Before the business plan for California's bullet train could be unveiled Tuesday morning, major newspapers managed to obtain leaks showing high-speed rail costs are expected to be soar over initial projections and be late coming into the station.
The cost of the state's high-speed rail project in now estimated to nearly $100 billion, and a full system serving Southern California-to-Bay Area not be operating until least 2033, reported the Sacramento Bee.
If the price tag doesn't isn't enough for rail opponents, the fact the train is now expected to arrive 13 years after the first estimated completion date will.

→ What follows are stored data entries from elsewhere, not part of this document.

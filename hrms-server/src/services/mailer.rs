//! 邮件通知服务
//!
//! 通过 SMTP 发送审批结果和密码重置邮件。
//! 未配置 `SMTP_HOST` 时降级为日志输出，业务流程不受影响。

use lettre::message::Mailbox;
use lettre::transport::smtp::authentication::Credentials;
use lettre::{AsyncSmtpTransport, AsyncTransport, Message, Tokio1Executor};

use shared::models::ApprovalStatus;

use crate::core::Config;

/// SMTP 邮件服务
///
/// 所有发送方法都是尽力而为：发送失败只记日志，不向调用方传播错误，
/// 审批和重置流程不因邮件故障而失败。
#[derive(Debug, Clone)]
pub struct MailerService {
    transport: Option<AsyncSmtpTransport<Tokio1Executor>>,
    from: String,
    base_url: String,
}

impl MailerService {
    /// 根据配置创建邮件服务
    pub fn new(config: &Config) -> Self {
        let transport = match &config.smtp_host {
            Some(host) => match AsyncSmtpTransport::<Tokio1Executor>::starttls_relay(host) {
                Ok(builder) => {
                    let mut builder = builder.port(config.smtp_port);
                    if !config.smtp_username.is_empty() {
                        builder = builder.credentials(Credentials::new(
                            config.smtp_username.clone(),
                            config.smtp_password.clone(),
                        ));
                    }
                    tracing::info!(host = %host, port = config.smtp_port, "SMTP mailer enabled");
                    Some(builder.build())
                }
                Err(e) => {
                    tracing::error!(host = %host, error = %e, "SMTP relay setup failed, mail disabled");
                    None
                }
            },
            None => {
                tracing::info!("SMTP_HOST not set, mail notifications are logged only");
                None
            }
        };

        Self {
            transport,
            from: config.smtp_from.clone(),
            base_url: config.app_base_url.clone(),
        }
    }

    /// 创建禁用的邮件服务 (测试用)
    pub fn disabled() -> Self {
        Self {
            transport: None,
            from: "hrms@localhost".to_string(),
            base_url: "http://localhost:3000".to_string(),
        }
    }

    /// 邮件发送是否启用
    pub fn is_enabled(&self) -> bool {
        self.transport.is_some()
    }

    async fn send(&self, to: &str, subject: &str, body: String) {
        let Some(transport) = &self.transport else {
            tracing::info!(to = %to, subject = %subject, "Mail disabled, notification logged");
            return;
        };

        let from: Mailbox = match self.from.parse() {
            Ok(m) => m,
            Err(e) => {
                tracing::error!(from = %self.from, error = %e, "Invalid SMTP_FROM address");
                return;
            }
        };
        let to_mailbox: Mailbox = match to.parse() {
            Ok(m) => m,
            Err(e) => {
                tracing::warn!(to = %to, error = %e, "Invalid recipient address, mail skipped");
                return;
            }
        };

        let message = match Message::builder()
            .from(from)
            .to(to_mailbox)
            .subject(subject)
            .body(body)
        {
            Ok(m) => m,
            Err(e) => {
                tracing::error!(error = %e, "Failed to build mail message");
                return;
            }
        };

        match transport.send(message).await {
            Ok(_) => tracing::info!(to = %to, subject = %subject, "Mail sent"),
            Err(e) => tracing::warn!(to = %to, subject = %subject, error = %e, "Mail send failed"),
        }
    }

    /// 工时审批结果通知
    pub async fn send_timesheet_decision(
        &self,
        to: &str,
        employee_name: &str,
        work_date: &str,
        status: ApprovalStatus,
        comment: Option<&str>,
    ) {
        let subject = format!("Timesheet for {} {}", work_date, status_word(status));
        let body = decision_body(
            employee_name,
            &format!("your timesheet for {}", work_date),
            status,
            comment,
        );
        self.send(to, &subject, body).await;
    }

    /// 请假审批结果通知
    pub async fn send_leave_decision(
        &self,
        to: &str,
        employee_name: &str,
        start_date: &str,
        end_date: &str,
        status: ApprovalStatus,
        comment: Option<&str>,
    ) {
        let subject = format!("Leave request {}", status_word(status));
        let body = decision_body(
            employee_name,
            &format!("your leave request ({} to {})", start_date, end_date),
            status,
            comment,
        );
        self.send(to, &subject, body).await;
    }

    /// 证件审核结果通知
    pub async fn send_document_decision(
        &self,
        to: &str,
        employee_name: &str,
        document_type: &str,
        status: ApprovalStatus,
        comment: Option<&str>,
    ) {
        let subject = format!("Document {} {}", document_type, status_word(status));
        let body = decision_body(
            employee_name,
            &format!("your document \"{}\"", document_type),
            status,
            comment,
        );
        self.send(to, &subject, body).await;
    }

    /// 密码重置邮件，带一次性令牌链接
    pub async fn send_password_reset(&self, to: &str, username: &str, token: &str) {
        let link = format!("{}/reset-password?token={}", self.base_url, token);
        let subject = "Password reset request";
        let body = format!(
            "Hello {},\n\nA password reset was requested for your account.\n\
             Use the link below within its validity window to choose a new password:\n\n{}\n\n\
             If you did not request this, you can ignore this email.\n",
            username, link
        );
        self.send(to, subject, body).await;
    }
}

fn status_word(status: ApprovalStatus) -> &'static str {
    match status {
        ApprovalStatus::Approved => "approved",
        ApprovalStatus::Rejected => "rejected",
        ApprovalStatus::Requested => "submitted",
    }
}

fn decision_body(
    employee_name: &str,
    what: &str,
    status: ApprovalStatus,
    comment: Option<&str>,
) -> String {
    let mut body = format!(
        "Hello {},\n\nThis is to let you know that {} has been {}.\n",
        employee_name,
        what,
        status_word(status)
    );
    if let Some(comment) = comment.filter(|c| !c.is_empty()) {
        body.push_str(&format!("\nReviewer comment: {}\n", comment));
    }
    body.push_str("\nThis is an automated notification.\n");
    body
}

#[cfg(test)]
mod tests {
    use super::*;

    #[test]
    fn test_disabled_mailer() {
        let mailer = MailerService::disabled();
        assert!(!mailer.is_enabled());
    }

    #[tokio::test]
    async fn test_disabled_send_is_noop() {
        let mailer = MailerService::disabled();
        mailer
            .send_timesheet_decision(
                "jdoe@example.com",
                "John Doe",
                "2024-03-11",
                ApprovalStatus::Approved,
                Some("Looks good"),
            )
            .await;
    }

    #[test]
    fn test_decision_body_includes_comment() {
        let body = decision_body(
            "John",
            "your leave request (2024-03-11 to 2024-03-12)",
            ApprovalStatus::Rejected,
            Some("Project deadline"),
        );
        assert!(body.contains("rejected"));
        assert!(body.contains("Project deadline"));

        let without = decision_body("John", "your timesheet", ApprovalStatus::Approved, None);
        assert!(!without.contains("Reviewer comment"));
    }
}
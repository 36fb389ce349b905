//! 客户 API
//!
//! 读 (`resources:read`) 和写 (管理员) 共享路径，授权在处理函数内检查。

pub mod handler;

use axum::{Router, routing::get};

use crate::core::ServerState;

pub fn router() -> Router<ServerState> {
    Router::new().nest("/api/customers", routes())
}

fn routes() -> Router<ServerState> {
    Router::new()
        .route("/", get(handler::list).post(handler::create))
        .route(
            "/{id}",
            get(handler::get_one)
                .put(handler::update)
                .delete(handler::remove),
        )
}
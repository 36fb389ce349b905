//! Unified error codes for the HRMS backend
//!
//! Error codes are organized by category:
//! - 0xxx: General errors
//! - 1xxx: Authentication errors
//! - 2xxx: Permission errors
//! - 3xxx: Employee errors
//! - 4xxx: Timesheet errors
//! - 5xxx: Leave errors
//! - 6xxx: Resource (customer/project/allocation) errors
//! - 7xxx: Document errors
//! - 8xxx: Notification errors
//! - 9xxx: System errors

use serde::{Deserialize, Serialize};
use std::fmt;

/// Unified error code enum
///
/// All error codes are represented as u16 values for efficient serialization
/// and cross-language compatibility (Rust, TypeScript, etc.)
#[derive(Debug, Clone, Copy, PartialEq, Eq, Hash, Serialize, Deserialize)]
#[serde(into = "u16", try_from = "u16")]
#[repr(u16)]
pub enum ErrorCode {
    // ==================== 0xxx: General ====================
    /// Operation completed successfully
    Success = 0,
    /// Unknown error
    Unknown = 1,
    /// Validation failed
    ValidationFailed = 2,
    /// Resource not found
    NotFound = 3,
    /// Resource already exists
    AlreadyExists = 4,
    /// Invalid request
    InvalidRequest = 5,
    /// Invalid format
    InvalidFormat = 6,
    /// Required field missing
    RequiredField = 7,
    /// Value out of range
    ValueOutOfRange = 8,

    // ==================== 1xxx: Auth ====================
    /// User is not authenticated
    NotAuthenticated = 1001,
    /// Invalid credentials (username/password)
    InvalidCredentials = 1002,
    /// Token has expired
    TokenExpired = 1003,
    /// Token is invalid
    TokenInvalid = 1004,
    /// Session has expired
    SessionExpired = 1005,
    /// Account is disabled
    AccountDisabled = 1006,
    /// Refresh token missing or unknown
    RefreshTokenInvalid = 1007,
    /// Password reset token invalid or already consumed
    ResetTokenInvalid = 1008,
    /// Password reset token expired
    ResetTokenExpired = 1009,
    /// Password too short
    PasswordTooShort = 1010,

    // ==================== 2xxx: Permission ====================
    /// Permission denied
    PermissionDenied = 2001,
    /// Specific role required
    RoleRequired = 2002,
    /// Admin role required
    AdminRequired = 2003,
    /// Caller does not own the target record
    NotRecordOwner = 2004,
    /// Cannot modify the super user account
    CannotModifySuperUser = 2005,

    // ==================== 3xxx: Employee ====================
    /// Employee not found
    EmployeeNotFound = 3001,
    /// Employee code already exists
    EmployeeCodeExists = 3002,
    /// Employee email already exists
    EmployeeEmailExists = 3003,
    /// Employee is inactive
    EmployeeInactive = 3004,
    /// Employee has active resource allocations
    EmployeeHasAllocations = 3005,
    /// User account not found
    UserNotFound = 3006,
    /// Username already exists
    UsernameExists = 3007,
    /// Referenced manager or director not found
    ManagerNotFound = 3008,

    // ==================== 4xxx: Timesheet ====================
    /// Timesheet not found
    TimesheetNotFound = 4001,
    /// Timesheet already submitted for this date
    TimesheetDuplicate = 4002,
    /// Timesheet has already been approved
    TimesheetAlreadyApproved = 4003,
    /// Timesheet has already been rejected
    TimesheetAlreadyRejected = 4004,
    /// Timesheet is not awaiting approval
    TimesheetNotRequested = 4005,
    /// Hours value is not a valid HH:MM duration
    InvalidHoursFormat = 4006,
    /// Weekly timesheet not found
    WeeklyTimesheetNotFound = 4007,
    /// Weekly timesheet already exists for this week
    WeeklyTimesheetDuplicate = 4008,

    // ==================== 5xxx: Leave ====================
    /// Leave request not found
    LeaveRequestNotFound = 5001,
    /// Leave request has already been approved
    LeaveAlreadyApproved = 5002,
    /// Leave request has already been rejected
    LeaveAlreadyRejected = 5003,
    /// Leave request is not awaiting approval
    LeaveNotRequested = 5004,
    /// Leave date range is invalid
    InvalidDateRange = 5005,
    /// Leave day count is invalid
    InvalidDayCount = 5006,

    // ==================== 6xxx: Resource ====================
    /// Customer not found
    CustomerNotFound = 6001,
    /// Customer name already exists
    CustomerNameExists = 6002,
    /// Customer has associated projects
    CustomerHasProjects = 6003,
    /// Project not found
    ProjectNotFound = 6004,
    /// Project code already exists
    ProjectCodeExists = 6005,
    /// Project has active allocations
    ProjectHasAllocations = 6006,
    /// Resource allocation not found
    AllocationNotFound = 6007,
    /// Employee already allocated to this project/customer pair
    AllocationDuplicate = 6008,

    // ==================== 7xxx: Document ====================
    /// Document not found
    DocumentNotFound = 7001,
    /// File too large
    FileTooLarge = 7002,
    /// Unsupported file format
    UnsupportedFileFormat = 7003,
    /// No file provided
    NoFileProvided = 7004,
    /// Empty file provided
    EmptyFile = 7005,
    /// No filename provided
    NoFilename = 7006,
    /// File storage failed
    FileStorageFailed = 7007,
    /// Document has already been reviewed
    DocumentAlreadyReviewed = 7008,

    // ==================== 8xxx: Notification ====================
    /// Mail transport is not configured
    MailNotConfigured = 8001,
    /// Mail delivery failed
    MailSendFailed = 8002,

    // ==================== 9xxx: System ====================
    /// Internal server error
    InternalError = 9001,
    /// Database error
    DatabaseError = 9002,
    /// Network error
    NetworkError = 9003,
    /// Operation timed out
    TimeoutError = 9004,
    /// Configuration error
    ConfigError = 9005,
    /// Field encryption failed
    EncryptionFailed = 9006,
    /// Field decryption failed
    DecryptionFailed = 9007,
    /// Database backup failed
    BackupFailed = 9008,
}

impl ErrorCode {
    /// Get the numeric code value
    #[inline]
    pub const fn code(&self) -> u16 {
        *self as u16
    }

    /// Check if this is a success code
    #[inline]
    pub const fn is_success(&self) -> bool {
        matches!(self, ErrorCode::Success)
    }

    /// Get the developer-facing English message for this error code
    pub const fn message(&self) -> &'static str {
        match self {
            // General
            ErrorCode::Success => "Operation completed successfully",
            ErrorCode::Unknown => "An unknown error occurred",
            ErrorCode::ValidationFailed => "Validation failed",
            ErrorCode::NotFound => "Resource not found",
            ErrorCode::AlreadyExists => "Resource already exists",
            ErrorCode::InvalidRequest => "Invalid request",
            ErrorCode::InvalidFormat => "Invalid format",
            ErrorCode::RequiredField => "Required field is missing",
            ErrorCode::ValueOutOfRange => "Value is out of range",

            // Auth
            ErrorCode::NotAuthenticated => "User is not authenticated",
            ErrorCode::InvalidCredentials => "Invalid username or password",
            ErrorCode::TokenExpired => "Authentication token has expired",
            ErrorCode::TokenInvalid => "Authentication token is invalid",
            ErrorCode::SessionExpired => "Session has expired",
            ErrorCode::AccountDisabled => "Account is disabled",
            ErrorCode::RefreshTokenInvalid => "Refresh token is missing or invalid",
            ErrorCode::ResetTokenInvalid => "Password reset token is invalid",
            ErrorCode::ResetTokenExpired => "Password reset token has expired",
            ErrorCode::PasswordTooShort => "Password must be at least 8 characters",

            // Permission
            ErrorCode::PermissionDenied => "Permission denied",
            ErrorCode::RoleRequired => "Specific role is required",
            ErrorCode::AdminRequired => "Administrator role is required",
            ErrorCode::NotRecordOwner => "Caller does not own this record",
            ErrorCode::CannotModifySuperUser => "Cannot modify the super user account",

            // Employee
            ErrorCode::EmployeeNotFound => "Employee not found",
            ErrorCode::EmployeeCodeExists => "Employee code already exists",
            ErrorCode::EmployeeEmailExists => "Employee email already exists",
            ErrorCode::EmployeeInactive => "Employee is inactive",
            ErrorCode::EmployeeHasAllocations => "Employee has active resource allocations",
            ErrorCode::UserNotFound => "User account not found",
            ErrorCode::UsernameExists => "Username already exists",
            ErrorCode::ManagerNotFound => "Referenced manager or director not found",

            // Timesheet
            ErrorCode::TimesheetNotFound => "Timesheet not found",
            ErrorCode::TimesheetDuplicate => "Timesheet already submitted for this date",
            ErrorCode::TimesheetAlreadyApproved => "Timesheet has already been approved",
            ErrorCode::TimesheetAlreadyRejected => "Timesheet has already been rejected",
            ErrorCode::TimesheetNotRequested => "Timesheet is not awaiting approval",
            ErrorCode::InvalidHoursFormat => "Hours must be an HH:MM duration",
            ErrorCode::WeeklyTimesheetNotFound => "Weekly timesheet not found",
            ErrorCode::WeeklyTimesheetDuplicate => "Weekly timesheet already exists for this week",

            // Leave
            ErrorCode::LeaveRequestNotFound => "Leave request not found",
            ErrorCode::LeaveAlreadyApproved => "Leave request has already been approved",
            ErrorCode::LeaveAlreadyRejected => "Leave request has already been rejected",
            ErrorCode::LeaveNotRequested => "Leave request is not awaiting approval",
            ErrorCode::InvalidDateRange => "End date must not be before start date",
            ErrorCode::InvalidDayCount => "Day count does not match the date range",

            // Resource
            ErrorCode::CustomerNotFound => "Customer not found",
            ErrorCode::CustomerNameExists => "Customer name already exists",
            ErrorCode::CustomerHasProjects => "Customer has associated projects",
            ErrorCode::ProjectNotFound => "Project not found",
            ErrorCode::ProjectCodeExists => "Project code already exists",
            ErrorCode::ProjectHasAllocations => "Project has active allocations",
            ErrorCode::AllocationNotFound => "Resource allocation not found",
            ErrorCode::AllocationDuplicate => {
                "Employee is already allocated to this project and customer"
            }

            // Document
            ErrorCode::DocumentNotFound => "Document not found",
            ErrorCode::FileTooLarge => "File too large",
            ErrorCode::UnsupportedFileFormat => "Unsupported file format",
            ErrorCode::NoFileProvided => "No file provided",
            ErrorCode::EmptyFile => "Empty file provided",
            ErrorCode::NoFilename => "No filename provided",
            ErrorCode::FileStorageFailed => "File storage failed",
            ErrorCode::DocumentAlreadyReviewed => "Document has already been reviewed",

            // Notification
            ErrorCode::MailNotConfigured => "Mail transport is not configured",
            ErrorCode::MailSendFailed => "Mail delivery failed",

            // System
            ErrorCode::InternalError => "Internal server error",
            ErrorCode::DatabaseError => "Database error",
            ErrorCode::NetworkError => "Network error",
            ErrorCode::TimeoutError => "Operation timed out",
            ErrorCode::ConfigError => "Configuration error",
            ErrorCode::EncryptionFailed => "Field encryption failed",
            ErrorCode::DecryptionFailed => "Field decryption failed",
            ErrorCode::BackupFailed => "Database backup failed",
        }
    }
}

impl From<ErrorCode> for u16 {
    #[inline]
    fn from(code: ErrorCode) -> Self {
        code.code()
    }
}

/// Error when converting from an invalid u16 to ErrorCode
#[derive(Debug, Clone, Copy, PartialEq, Eq)]
pub struct InvalidErrorCode(pub u16);

impl fmt::Display for InvalidErrorCode {
    fn fmt(&self, f: &mut fmt::Formatter<'_>) -> fmt::Result {
        write!(f, "invalid error code: {}", self.0)
    }
}

impl std::error::Error for InvalidErrorCode {}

Accounting for inflation, the new business plan carries a price tag of $98.5 billion; double the estimate of $42.6 billion from two years ago, just less than three times the estimated $33.6 billion voters were told when they approved the project. The state will still be burdened with the remaining 90 percent of the funds needed to complete the system.
The high price tag is considerably lower than the estimated $170 billion that will be needed for new infrastructure, like freeways and airport runways, needed to handle the state's blossoming population, according to the Associated Press. "And that $170 billion cost is just for construction," explained Robert Cruickshank at the California High Speed Rail Blog, which follows progress and critically looks at coverage of the project. "We know that freeways do not generate a profit. They are massively subsidized, and the cost to use them is soaring."
The altered figures come from the final business plan to be unveiled Tuesday morning by the California High-Speed Rail Authority, which hopes to begin construction next year, plus gain approval from the Legislature and Gov. Jerry Brown for appropriations from a bond issue that would build a $6.3-billion segment from Fresno to Bakersfield, reported the Los Angeles Times.
"Everyone knew (the cost) was going to be higher because they're in this process now of actually designing the project," said Rod Diridon to the Mercury News. The former board member for the authority told the outlet "It's just a matter of time" for them to find the money.
Gov. Brown has is expected to endorse the long-awaited plan, beating the federal deadline to begin construction in 2012.
"This is us telling it like it is to the public -- no sugar-coating, no baloney," said Dan Richard to the Sacramento Bee. Richard is one of two appointees Gov. Jerry Brown made to the California High-Speed Rail Authority this year.
Cost cutting measures, alternate routes through the Grapevine, and costs soaring from the Central Valley route are some of the topics heavily debated in the time leading up to today's reveal. The business plan will be presented to the public during a news conference at the California State Railroad Museum in Sacramento.